▶ [WHAT NEEDS TO BE DONE]
Identify and pull out each line of the entries in which "tilt" occurs.

Data extracted from a collection
◇ ◇ ◇ ◇
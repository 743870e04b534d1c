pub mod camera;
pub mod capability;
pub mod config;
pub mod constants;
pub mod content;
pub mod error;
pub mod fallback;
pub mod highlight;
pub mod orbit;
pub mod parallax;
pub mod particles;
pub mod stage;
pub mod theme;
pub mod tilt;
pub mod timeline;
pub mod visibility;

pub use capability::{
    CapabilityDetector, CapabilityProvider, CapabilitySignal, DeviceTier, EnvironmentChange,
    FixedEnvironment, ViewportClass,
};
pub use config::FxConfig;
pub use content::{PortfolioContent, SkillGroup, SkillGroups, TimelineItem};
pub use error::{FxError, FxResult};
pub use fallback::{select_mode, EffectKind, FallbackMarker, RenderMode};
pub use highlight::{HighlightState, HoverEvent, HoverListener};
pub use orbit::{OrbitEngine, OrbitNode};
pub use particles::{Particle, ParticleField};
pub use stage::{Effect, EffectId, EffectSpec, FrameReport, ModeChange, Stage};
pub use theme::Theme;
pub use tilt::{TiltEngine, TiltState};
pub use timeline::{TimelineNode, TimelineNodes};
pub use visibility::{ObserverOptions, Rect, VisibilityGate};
◇ ◇ ◇ ◇
▶ [WRITTEN RESPONSE]
pub mod tilt;
pub use tilt::{TiltEngine, TiltState};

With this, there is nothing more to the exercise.